Just a few thoughts at random here.

Rather than stepping through the mirror to read the inscription from 
the other side, another way of looking at it would be that you turn 
your back on the mirror to use it as then the inscription is then 
the 'right way round', even though you cannot actually see it.

I'm thinking that the meaning of this is not that you suppress our 
heart's desire (that is represented by leaving the mirror entirely) 
but that you put it in its proper place.  To face the mirror is to 
obsess over the things you want and maybe cannot have; to turn your 
back on it ('I show not your face...' is a clue?) is to accept your 
heart's desire and face the world in that knowledge.

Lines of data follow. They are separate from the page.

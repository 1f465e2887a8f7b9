//! Configuration validation.
//!
//! # Responsibilities
//! - Semantic validation (serde handles syntactic)
//! - Validate value ranges (limits and timeouts > 0)
//! - Check the client endpoint is an absolute http(s) URL
//!
//! # Design Decisions
//! - Returns all validation errors, not just first
//! - Validation is pure function: ReaderConfig → Result<(), Vec<ValidationError>>
//! - Runs before config is accepted into the system

use thiserror::Error;
use url::Url;

use crate::config::schema::ReaderConfig;

const LOG_LEVELS: [&str; 5] = ["trace", "debug", "info", "warn", "error"];

/// A single semantic problem in a configuration.
#[derive(Debug, Clone, PartialEq, Eq, Error)]
#[error("{field}: {message}")]
pub struct ValidationError {
    pub field: &'static str,
    pub message: String,
}

impl ValidationError {
    fn new(field: &'static str, message: impl Into<String>) -> Self {
        Self {
            field,
            message: message.into(),
        }
    }
}

/// Check a parsed configuration.
pub fn validate_config(config: &ReaderConfig) -> Result<(), Vec<ValidationError>> {
    let mut errors = Vec::new();

    let level = config.observability.log_level.to_ascii_lowercase();
    if !LOG_LEVELS.contains(&level.as_str()) {
        errors.push(ValidationError::new(
            "observability.log_level",
            format!("unknown level '{}'", config.observability.log_level),
        ));
    }

    if config.decoding.max_entity_bytes == 0 {
        errors.push(ValidationError::new("decoding.max_entity_bytes", "must be greater than 0"));
    }

    match Url::parse(&config.client.endpoint) {
        Ok(url) if url.scheme() == "http" || url.scheme() == "https" => {}
        Ok(url) => errors.push(ValidationError::new(
            "client.endpoint",
            format!("unsupported scheme '{}'", url.scheme()),
        )),
        Err(e) => errors.push(ValidationError::new("client.endpoint", e.to_string())),
    }

    if config.client.timeout_secs == 0 {
        errors.push(ValidationError::new("client.timeout_secs", "must be greater than 0"));
    }
    if config.client.connect_timeout_secs == 0 {
        errors.push(ValidationError::new("client.connect_timeout_secs", "must be greater than 0"));
    }

    if errors.is_empty() {
        Ok(())
    } else {
        Err(errors)
    }
}
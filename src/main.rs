//! response-reader
//!
//! Fetch an HTTP resource and print it as a typed response.
//!
//! ```text
//! response-reader [--config reader.toml] fetch <URL> [--as json|text|bytes|none]
//! response-reader [--config reader.toml] config
//! ```

use std::path::PathBuf;
use std::sync::Arc;

use clap::{Parser, Subcommand, ValueEnum};

use response_reader::config::{load_config, ReaderConfig};
use response_reader::observability::logging::init_logging;
use response_reader::{Client, DecoderRegistry, EntityType, ResponseDecoder, TypedResponse};

#[derive(Parser)]
#[command(name = "response-reader")]
#[command(about = "Fetch an HTTP resource and decode its entity", long_about = None)]
struct Cli {
    /// TOML configuration file
    #[arg(short, long)]
    config: Option<PathBuf>,

    #[command(subcommand)]
    command: Commands,
}

#[derive(Subcommand)]
enum Commands {
    /// Fetch a URL (absolute or relative to the configured endpoint)
    Fetch {
        url: String,

        /// Entity type to decode the body as
        #[arg(long = "as", value_enum, default_value_t = EntityKind::Json)]
        kind: EntityKind,
    },
    /// Print the effective configuration
    Config,
}

#[derive(Clone, Copy, ValueEnum)]
enum EntityKind {
    Json,
    Text,
    Bytes,
    None,
}

impl EntityKind {
    fn entity_type(self) -> Option<EntityType> {
        match self {
            EntityKind::Json => Some(EntityType::of::<serde_json::Value>()),
            EntityKind::Text => Some(EntityType::of::<String>()),
            EntityKind::Bytes => Some(EntityType::of::<Vec<u8>>()),
            EntityKind::None => None,
        }
    }
}

#[tokio::main]
async fn main() -> Result<(), Box<dyn std::error::Error>> {
    let cli = Cli::parse();

    let config = match &cli.config {
        Some(path) => load_config(path)?,
        None => ReaderConfig::default(),
    };

    init_logging(&config.observability)?;
    tracing::debug!(endpoint = %config.client.endpoint, "Configuration loaded");

    match cli.command {
        Commands::Fetch { url, kind } => {
            let registry = Arc::new(DecoderRegistry::from_config(&config.decoding));
            let client = Client::new(&config.client, registry.clone())?;
            let decoder = ResponseDecoder::new(registry).with_settings(config.decoding.clone());

            let raw = client.fetch(&url).await?;
            let response = decoder.decode_as(raw, kind.entity_type().as_ref())?;
            print_response(&response)?;
        }
        Commands::Config => {
            println!("{}", toml::to_string_pretty(&config)?);
        }
    }

    Ok(())
}

fn print_response(response: &TypedResponse) -> Result<(), Box<dyn std::error::Error>> {
    println!("{}", response.status());
    for (name, value) in response.headers().pairs() {
        println!("{}: {}", name, value);
    }
    println!();

    if let Some(json) = response.entity_as::<serde_json::Value>() {
        println!("{}", serde_json::to_string_pretty(json)?);
    } else if let Some(text) = response.entity_as::<String>() {
        println!("{}", text);
    } else if let Some(bytes) = response.entity_as::<Vec<u8>>() {
        println!("<{} bytes>", bytes.len());
    }
    Ok(())
}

Another thought about Harry's scar.  It is easy to think of it as a 
disfiguring thing, the visible sign of a lurking inner Voldemort, 
but that's not true.  Harry got the scar, not because Voldemort 
cursed him, but because Harry, with Lily's protection, repelled that 
curse.  So the scar is in some way connected to Harry's strength, 
and if he focuses on it, despite it being a source of pain and a 
conduit (seemingly) for evil, he will understand his power.  In 
effect, the scar stands for those things you mention that Harry is 
afraid of in himself.  Christians will make the connection that a 
perfect body can yet be scarred.

We never find out *how* Dumbledore set the mirror so that you could 
only get the stone if you didn't want to use it.  I had assumed that 
it was just a piece of magic, but perhaps it is in some way a use of 
the intrinsic operation of the mirror.  In effect, the mirror *will* 
give you your heart's desire, but only if that desire is in itself a 
form of renunciation, a form of selflessness.  Not sure what I mean 
here.  If, for example, at the end, Harry's desire was not to 
destroy Voldemort but to see him restored to what he could have 
been, the mirror might be able to grant it?  That sort of thing, 
though that sounds a little facile as stated.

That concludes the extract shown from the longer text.